> Exercise instructions: Scan the records below. Copy every line in which the word "async" appears.

-------- Extracted data --------

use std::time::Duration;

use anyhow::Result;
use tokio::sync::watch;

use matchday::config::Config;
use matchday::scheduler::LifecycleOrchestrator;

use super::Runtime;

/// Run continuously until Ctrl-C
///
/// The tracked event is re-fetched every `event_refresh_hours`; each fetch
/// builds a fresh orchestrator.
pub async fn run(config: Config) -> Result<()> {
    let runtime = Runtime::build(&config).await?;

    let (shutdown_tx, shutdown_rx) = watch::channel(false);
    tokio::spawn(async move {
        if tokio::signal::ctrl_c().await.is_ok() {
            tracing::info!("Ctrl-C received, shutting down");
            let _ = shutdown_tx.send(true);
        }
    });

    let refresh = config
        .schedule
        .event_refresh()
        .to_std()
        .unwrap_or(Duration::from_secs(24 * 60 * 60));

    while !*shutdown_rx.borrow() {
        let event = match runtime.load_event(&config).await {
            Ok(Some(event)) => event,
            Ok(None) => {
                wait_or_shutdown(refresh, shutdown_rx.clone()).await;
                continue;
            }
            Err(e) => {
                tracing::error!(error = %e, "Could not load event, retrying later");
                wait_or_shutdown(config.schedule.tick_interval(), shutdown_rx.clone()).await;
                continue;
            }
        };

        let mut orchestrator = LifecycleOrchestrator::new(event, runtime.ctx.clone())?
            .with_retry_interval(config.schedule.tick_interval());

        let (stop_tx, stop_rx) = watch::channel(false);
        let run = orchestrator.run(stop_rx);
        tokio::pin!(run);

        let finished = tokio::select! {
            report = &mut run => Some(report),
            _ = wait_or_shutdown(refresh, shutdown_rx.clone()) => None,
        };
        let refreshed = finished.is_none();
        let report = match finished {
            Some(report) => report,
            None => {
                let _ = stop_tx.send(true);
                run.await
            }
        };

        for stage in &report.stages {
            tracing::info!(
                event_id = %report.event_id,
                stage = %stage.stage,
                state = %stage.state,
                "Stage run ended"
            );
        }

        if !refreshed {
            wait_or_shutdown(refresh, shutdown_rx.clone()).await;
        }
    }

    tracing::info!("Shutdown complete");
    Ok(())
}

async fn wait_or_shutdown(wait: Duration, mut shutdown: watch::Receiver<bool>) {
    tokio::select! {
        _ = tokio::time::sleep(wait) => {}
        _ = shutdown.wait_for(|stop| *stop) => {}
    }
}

--------

> Written response:
pub async fn run(config: Config) -> Result<()> {
    tokio::spawn(async move {
async fn wait_or_shutdown(wait: Duration, mut shutdown: watch::Receiver<bool>) {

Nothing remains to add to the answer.